Beneath this task are records; tally the lines in them that contain "push" and report only the number.

(Beginning of SOURCE RECORDS)

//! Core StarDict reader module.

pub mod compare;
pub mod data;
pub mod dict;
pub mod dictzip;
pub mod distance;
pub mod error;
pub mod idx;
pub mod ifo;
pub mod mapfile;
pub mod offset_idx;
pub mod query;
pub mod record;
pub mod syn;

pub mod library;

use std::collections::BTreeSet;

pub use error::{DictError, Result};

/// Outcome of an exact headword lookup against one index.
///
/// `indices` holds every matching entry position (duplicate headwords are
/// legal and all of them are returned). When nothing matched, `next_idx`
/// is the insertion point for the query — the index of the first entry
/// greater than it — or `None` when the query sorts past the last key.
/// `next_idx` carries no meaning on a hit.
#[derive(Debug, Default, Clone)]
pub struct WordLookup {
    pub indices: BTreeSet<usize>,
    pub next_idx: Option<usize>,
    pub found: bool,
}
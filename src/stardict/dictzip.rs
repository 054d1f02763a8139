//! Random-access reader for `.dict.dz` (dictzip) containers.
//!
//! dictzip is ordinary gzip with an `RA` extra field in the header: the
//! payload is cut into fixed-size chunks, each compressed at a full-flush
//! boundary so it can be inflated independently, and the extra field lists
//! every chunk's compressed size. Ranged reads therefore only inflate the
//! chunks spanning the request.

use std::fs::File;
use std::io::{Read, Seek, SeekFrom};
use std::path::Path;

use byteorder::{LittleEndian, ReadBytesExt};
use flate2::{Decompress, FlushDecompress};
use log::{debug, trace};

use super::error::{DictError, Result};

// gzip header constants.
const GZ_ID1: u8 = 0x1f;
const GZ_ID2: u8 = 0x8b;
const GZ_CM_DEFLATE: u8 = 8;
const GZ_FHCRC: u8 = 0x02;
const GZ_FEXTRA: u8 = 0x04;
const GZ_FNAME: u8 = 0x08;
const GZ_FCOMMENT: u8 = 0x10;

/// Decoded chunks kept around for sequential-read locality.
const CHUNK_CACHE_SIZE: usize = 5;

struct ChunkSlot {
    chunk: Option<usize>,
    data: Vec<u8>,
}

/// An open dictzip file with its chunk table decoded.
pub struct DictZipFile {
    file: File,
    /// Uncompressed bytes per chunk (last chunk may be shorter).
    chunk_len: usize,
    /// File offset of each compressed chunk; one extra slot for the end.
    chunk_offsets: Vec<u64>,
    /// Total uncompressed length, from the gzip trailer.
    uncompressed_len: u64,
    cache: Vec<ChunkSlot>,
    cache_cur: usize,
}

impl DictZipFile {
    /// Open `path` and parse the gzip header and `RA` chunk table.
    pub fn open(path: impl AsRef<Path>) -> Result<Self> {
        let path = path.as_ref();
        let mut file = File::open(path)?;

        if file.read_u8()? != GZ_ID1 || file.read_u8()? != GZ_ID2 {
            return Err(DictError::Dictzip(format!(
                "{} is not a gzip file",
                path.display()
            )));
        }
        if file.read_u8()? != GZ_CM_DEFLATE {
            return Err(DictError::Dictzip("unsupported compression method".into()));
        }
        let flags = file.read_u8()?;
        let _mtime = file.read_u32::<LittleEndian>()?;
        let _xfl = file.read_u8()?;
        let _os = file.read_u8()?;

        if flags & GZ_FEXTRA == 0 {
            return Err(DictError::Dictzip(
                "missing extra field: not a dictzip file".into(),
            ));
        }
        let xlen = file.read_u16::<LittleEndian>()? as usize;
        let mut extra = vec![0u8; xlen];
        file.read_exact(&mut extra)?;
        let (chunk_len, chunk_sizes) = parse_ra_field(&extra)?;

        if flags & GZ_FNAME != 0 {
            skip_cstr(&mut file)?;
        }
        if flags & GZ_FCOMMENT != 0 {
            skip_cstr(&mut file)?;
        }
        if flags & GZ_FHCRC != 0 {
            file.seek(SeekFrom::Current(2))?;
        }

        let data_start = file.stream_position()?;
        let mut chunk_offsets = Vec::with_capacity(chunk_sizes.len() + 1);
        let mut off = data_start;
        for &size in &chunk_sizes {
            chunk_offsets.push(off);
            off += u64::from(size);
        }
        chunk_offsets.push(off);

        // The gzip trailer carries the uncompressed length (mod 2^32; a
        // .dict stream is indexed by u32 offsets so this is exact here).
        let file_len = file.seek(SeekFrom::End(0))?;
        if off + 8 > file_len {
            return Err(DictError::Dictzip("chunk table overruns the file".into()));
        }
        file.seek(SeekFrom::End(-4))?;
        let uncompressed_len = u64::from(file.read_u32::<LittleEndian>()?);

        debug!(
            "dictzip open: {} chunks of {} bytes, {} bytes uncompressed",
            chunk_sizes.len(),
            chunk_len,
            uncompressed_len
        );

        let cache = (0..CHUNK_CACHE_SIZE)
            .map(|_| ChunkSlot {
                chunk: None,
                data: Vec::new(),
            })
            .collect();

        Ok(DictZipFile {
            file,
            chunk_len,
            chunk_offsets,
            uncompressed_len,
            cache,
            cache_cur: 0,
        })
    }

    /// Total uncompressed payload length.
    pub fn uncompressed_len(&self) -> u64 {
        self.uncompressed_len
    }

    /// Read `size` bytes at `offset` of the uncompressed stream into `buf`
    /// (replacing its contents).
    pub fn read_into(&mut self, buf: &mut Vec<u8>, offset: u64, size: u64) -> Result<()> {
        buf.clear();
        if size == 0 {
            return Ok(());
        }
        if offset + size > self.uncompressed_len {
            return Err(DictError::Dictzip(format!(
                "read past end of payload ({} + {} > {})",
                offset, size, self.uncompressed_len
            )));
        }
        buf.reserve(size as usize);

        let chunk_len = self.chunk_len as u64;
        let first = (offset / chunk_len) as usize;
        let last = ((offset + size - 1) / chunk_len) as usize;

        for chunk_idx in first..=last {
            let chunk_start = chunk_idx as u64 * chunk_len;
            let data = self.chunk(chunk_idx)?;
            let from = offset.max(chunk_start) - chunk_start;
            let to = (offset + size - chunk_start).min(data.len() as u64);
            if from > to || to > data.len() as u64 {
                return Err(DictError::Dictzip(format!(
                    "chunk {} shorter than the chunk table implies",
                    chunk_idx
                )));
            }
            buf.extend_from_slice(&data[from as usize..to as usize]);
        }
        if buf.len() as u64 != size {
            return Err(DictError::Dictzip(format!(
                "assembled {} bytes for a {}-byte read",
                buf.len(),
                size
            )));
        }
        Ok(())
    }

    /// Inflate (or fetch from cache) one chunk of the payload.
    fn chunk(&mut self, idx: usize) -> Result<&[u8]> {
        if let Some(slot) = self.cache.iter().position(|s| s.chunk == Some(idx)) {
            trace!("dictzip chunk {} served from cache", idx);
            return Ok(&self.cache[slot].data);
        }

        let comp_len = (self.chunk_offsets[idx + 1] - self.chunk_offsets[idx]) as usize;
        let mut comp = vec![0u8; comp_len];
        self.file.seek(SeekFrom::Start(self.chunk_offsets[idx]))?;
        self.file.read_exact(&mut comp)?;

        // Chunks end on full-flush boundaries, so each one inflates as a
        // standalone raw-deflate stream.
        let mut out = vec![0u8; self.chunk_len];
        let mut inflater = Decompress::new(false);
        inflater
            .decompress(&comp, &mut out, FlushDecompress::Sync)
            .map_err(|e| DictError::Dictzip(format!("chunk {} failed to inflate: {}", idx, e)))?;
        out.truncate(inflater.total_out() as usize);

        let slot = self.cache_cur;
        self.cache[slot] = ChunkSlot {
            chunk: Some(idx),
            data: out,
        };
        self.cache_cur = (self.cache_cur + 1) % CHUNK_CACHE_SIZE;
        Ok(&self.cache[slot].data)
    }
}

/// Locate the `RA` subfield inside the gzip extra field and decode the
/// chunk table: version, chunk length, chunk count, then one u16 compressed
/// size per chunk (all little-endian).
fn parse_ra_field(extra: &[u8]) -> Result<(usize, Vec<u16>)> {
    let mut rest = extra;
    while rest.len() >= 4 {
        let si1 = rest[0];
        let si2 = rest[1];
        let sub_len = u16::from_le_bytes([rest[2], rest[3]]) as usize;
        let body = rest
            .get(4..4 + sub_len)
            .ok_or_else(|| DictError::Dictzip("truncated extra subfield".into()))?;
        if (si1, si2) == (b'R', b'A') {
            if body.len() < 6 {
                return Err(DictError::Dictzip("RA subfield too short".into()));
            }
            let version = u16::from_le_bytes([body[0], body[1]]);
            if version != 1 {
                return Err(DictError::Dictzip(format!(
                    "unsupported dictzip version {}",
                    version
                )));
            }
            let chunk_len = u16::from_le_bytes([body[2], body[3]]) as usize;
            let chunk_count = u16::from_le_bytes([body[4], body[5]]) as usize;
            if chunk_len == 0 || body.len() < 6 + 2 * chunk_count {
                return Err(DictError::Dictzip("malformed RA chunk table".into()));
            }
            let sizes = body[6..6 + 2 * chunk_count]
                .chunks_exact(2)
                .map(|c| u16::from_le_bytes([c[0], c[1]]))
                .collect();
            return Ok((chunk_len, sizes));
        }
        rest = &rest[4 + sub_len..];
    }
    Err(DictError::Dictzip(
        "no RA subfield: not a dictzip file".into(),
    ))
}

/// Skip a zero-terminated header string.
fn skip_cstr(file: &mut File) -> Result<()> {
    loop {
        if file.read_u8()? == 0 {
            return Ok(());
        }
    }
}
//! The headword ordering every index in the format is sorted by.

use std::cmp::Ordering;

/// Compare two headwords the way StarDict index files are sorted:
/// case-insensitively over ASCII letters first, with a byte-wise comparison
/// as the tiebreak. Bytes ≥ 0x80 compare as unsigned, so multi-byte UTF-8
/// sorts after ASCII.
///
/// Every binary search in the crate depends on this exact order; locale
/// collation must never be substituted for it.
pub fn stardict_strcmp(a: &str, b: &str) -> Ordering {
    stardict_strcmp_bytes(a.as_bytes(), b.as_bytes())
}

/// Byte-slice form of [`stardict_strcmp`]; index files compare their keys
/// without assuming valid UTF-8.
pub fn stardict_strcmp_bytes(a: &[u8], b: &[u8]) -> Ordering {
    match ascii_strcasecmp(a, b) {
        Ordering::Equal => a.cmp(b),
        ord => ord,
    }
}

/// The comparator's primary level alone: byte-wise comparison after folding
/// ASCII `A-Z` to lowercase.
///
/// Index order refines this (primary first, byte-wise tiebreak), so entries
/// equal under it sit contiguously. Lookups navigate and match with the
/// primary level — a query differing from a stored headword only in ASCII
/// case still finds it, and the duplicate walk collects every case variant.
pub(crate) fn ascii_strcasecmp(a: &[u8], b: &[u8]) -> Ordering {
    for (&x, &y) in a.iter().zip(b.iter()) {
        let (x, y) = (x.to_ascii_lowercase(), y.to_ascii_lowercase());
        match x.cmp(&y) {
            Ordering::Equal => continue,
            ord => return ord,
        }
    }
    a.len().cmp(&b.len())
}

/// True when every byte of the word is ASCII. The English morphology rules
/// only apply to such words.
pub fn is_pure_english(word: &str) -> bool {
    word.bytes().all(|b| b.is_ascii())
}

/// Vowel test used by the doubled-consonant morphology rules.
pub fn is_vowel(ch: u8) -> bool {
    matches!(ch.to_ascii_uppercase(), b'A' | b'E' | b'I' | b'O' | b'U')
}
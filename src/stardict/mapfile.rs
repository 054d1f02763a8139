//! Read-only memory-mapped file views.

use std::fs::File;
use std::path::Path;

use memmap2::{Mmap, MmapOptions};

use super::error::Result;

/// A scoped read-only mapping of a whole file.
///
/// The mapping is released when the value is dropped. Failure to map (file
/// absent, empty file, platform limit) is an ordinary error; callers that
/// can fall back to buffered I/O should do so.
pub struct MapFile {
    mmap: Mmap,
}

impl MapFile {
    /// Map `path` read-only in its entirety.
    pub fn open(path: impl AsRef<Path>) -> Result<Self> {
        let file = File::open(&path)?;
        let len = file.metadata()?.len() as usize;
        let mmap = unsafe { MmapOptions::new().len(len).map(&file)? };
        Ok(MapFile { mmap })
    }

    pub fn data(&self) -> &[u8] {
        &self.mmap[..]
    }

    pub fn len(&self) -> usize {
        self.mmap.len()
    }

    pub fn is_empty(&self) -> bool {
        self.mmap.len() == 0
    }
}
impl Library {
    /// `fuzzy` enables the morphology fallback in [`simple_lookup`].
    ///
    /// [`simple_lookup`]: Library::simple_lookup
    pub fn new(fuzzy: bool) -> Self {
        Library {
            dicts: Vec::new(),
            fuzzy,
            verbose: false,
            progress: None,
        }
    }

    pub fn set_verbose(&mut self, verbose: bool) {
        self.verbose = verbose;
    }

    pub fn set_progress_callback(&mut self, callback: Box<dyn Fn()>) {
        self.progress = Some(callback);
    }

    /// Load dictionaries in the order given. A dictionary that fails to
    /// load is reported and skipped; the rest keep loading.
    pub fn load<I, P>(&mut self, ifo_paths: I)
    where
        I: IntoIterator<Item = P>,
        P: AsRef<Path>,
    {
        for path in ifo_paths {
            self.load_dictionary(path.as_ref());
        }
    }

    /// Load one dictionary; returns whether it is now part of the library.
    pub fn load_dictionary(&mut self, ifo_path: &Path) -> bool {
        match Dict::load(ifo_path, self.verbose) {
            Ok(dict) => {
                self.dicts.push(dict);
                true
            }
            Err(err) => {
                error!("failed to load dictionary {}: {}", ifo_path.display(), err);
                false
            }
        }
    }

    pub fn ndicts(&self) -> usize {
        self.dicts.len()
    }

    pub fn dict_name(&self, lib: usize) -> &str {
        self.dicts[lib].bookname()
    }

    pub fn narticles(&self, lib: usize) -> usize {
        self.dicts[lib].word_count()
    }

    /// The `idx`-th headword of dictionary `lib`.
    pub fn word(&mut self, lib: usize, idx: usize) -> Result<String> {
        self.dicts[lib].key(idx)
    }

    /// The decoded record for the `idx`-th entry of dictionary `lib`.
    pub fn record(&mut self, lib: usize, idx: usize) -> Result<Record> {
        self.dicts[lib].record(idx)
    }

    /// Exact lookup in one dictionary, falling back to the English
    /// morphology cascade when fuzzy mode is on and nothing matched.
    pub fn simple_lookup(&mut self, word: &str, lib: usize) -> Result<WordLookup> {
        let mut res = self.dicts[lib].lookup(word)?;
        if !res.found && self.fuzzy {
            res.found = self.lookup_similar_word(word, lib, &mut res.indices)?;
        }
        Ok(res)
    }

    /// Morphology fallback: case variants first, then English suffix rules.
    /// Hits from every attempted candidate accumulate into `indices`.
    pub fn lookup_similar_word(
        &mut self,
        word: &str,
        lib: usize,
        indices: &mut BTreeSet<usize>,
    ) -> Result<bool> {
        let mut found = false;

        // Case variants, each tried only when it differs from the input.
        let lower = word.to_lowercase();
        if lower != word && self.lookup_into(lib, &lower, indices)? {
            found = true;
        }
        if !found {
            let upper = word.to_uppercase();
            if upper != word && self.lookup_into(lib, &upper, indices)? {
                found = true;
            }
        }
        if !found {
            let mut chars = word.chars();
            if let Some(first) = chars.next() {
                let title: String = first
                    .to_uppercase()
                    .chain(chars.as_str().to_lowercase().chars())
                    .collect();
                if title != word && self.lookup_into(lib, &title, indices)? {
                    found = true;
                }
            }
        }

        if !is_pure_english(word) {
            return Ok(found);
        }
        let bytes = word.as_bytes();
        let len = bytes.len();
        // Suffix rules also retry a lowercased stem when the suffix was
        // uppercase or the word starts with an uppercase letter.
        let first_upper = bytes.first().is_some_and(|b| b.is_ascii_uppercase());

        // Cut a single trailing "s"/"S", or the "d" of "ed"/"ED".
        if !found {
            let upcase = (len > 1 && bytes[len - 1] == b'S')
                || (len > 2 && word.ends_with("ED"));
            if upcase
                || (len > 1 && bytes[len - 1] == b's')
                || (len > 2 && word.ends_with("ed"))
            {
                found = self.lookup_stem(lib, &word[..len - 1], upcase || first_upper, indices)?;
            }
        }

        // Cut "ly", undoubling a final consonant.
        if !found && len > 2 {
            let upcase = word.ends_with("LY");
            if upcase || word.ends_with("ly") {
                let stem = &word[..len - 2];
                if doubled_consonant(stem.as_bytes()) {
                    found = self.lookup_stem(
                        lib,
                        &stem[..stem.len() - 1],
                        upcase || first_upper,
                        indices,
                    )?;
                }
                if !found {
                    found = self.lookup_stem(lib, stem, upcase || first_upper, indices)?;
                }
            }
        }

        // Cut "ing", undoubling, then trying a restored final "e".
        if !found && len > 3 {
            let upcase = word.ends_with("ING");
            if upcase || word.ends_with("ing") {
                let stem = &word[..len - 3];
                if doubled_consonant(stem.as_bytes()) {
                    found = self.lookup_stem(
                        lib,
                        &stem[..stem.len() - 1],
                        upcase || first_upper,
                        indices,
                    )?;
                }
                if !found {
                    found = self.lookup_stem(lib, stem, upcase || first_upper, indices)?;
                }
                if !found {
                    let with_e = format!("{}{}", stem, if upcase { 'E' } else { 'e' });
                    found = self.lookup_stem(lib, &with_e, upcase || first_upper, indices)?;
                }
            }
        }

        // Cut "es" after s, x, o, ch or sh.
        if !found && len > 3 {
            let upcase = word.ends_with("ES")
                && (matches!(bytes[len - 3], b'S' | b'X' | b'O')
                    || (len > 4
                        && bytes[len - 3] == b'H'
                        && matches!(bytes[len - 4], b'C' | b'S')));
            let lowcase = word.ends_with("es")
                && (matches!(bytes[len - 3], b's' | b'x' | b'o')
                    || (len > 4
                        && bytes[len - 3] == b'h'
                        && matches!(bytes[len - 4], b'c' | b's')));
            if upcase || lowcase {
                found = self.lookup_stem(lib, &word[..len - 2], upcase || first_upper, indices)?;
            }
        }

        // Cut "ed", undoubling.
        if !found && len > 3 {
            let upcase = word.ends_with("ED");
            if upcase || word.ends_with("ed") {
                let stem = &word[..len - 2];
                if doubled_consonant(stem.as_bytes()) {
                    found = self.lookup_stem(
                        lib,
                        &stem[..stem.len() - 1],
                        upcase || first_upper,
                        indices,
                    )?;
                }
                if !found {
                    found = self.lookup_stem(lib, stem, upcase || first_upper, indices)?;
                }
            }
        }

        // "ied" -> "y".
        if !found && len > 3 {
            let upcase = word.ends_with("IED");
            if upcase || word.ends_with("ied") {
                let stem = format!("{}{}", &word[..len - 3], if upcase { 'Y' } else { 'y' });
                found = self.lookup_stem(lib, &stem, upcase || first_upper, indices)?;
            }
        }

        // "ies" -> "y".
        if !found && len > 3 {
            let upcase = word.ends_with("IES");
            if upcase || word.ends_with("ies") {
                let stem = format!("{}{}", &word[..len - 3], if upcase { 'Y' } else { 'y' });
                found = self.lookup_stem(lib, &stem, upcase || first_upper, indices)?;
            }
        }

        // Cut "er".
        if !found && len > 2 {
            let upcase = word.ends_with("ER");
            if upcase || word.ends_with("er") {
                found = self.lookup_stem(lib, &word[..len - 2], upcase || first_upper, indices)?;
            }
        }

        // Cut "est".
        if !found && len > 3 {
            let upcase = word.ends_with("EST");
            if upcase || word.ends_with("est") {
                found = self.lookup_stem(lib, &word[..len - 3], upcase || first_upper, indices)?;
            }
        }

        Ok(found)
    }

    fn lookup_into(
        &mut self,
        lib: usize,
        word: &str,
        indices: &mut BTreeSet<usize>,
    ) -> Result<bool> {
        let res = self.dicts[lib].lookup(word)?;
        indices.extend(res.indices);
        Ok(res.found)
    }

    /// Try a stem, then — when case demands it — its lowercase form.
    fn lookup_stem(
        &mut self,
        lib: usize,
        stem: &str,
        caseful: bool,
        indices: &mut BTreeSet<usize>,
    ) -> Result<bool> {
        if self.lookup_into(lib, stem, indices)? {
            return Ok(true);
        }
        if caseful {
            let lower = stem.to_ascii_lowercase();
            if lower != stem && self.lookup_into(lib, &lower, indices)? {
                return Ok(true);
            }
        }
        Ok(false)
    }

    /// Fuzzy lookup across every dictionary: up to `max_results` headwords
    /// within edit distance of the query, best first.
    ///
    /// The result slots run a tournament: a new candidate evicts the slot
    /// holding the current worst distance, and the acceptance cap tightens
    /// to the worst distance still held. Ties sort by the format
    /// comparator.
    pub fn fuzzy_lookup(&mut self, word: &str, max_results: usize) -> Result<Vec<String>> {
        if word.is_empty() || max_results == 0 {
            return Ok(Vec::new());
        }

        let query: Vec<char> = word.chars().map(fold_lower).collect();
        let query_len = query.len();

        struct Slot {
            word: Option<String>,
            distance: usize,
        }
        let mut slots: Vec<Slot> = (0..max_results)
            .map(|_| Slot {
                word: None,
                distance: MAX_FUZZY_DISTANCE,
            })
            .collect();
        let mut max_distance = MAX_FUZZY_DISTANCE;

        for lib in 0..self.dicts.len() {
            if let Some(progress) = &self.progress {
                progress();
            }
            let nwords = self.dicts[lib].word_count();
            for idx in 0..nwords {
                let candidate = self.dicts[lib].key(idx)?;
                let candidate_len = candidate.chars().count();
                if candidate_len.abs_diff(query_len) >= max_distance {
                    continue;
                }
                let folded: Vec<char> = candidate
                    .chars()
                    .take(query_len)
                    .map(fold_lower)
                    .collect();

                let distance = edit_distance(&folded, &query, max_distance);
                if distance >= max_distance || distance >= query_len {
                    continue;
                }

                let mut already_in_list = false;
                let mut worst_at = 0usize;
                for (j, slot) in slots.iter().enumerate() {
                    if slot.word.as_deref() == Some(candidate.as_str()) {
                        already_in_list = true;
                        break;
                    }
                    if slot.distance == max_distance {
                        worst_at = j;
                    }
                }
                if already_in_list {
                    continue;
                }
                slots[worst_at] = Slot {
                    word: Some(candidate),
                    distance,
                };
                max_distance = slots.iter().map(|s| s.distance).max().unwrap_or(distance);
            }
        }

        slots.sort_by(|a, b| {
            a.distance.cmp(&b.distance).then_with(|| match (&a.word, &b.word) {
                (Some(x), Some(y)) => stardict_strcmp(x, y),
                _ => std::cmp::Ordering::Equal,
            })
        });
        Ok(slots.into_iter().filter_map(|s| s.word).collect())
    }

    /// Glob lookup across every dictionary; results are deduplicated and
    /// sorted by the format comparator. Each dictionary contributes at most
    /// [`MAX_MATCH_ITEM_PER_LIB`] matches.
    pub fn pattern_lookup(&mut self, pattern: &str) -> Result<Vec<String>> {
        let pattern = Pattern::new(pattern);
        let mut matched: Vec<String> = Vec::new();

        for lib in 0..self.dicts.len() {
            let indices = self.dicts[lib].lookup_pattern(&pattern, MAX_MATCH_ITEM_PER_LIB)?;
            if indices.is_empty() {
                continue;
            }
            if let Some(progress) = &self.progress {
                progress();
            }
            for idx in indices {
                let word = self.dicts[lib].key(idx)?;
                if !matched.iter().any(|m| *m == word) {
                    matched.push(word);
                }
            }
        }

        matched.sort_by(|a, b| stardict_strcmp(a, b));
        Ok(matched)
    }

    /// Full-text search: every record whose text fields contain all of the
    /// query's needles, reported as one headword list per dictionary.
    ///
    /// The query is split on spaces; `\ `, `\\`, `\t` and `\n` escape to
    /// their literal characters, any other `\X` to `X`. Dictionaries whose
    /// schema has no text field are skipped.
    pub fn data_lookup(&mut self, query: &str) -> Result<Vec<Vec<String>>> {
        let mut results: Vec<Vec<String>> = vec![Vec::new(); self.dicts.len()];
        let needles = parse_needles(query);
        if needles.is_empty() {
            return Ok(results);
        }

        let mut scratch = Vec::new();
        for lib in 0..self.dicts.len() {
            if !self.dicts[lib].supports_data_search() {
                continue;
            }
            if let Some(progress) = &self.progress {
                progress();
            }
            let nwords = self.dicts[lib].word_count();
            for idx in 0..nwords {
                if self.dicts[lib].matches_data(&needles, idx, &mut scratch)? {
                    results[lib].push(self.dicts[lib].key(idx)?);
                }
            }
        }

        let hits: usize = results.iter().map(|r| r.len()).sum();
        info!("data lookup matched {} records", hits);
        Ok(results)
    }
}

(End of SOURCE RECORDS)

_TASK OUTPUT_
5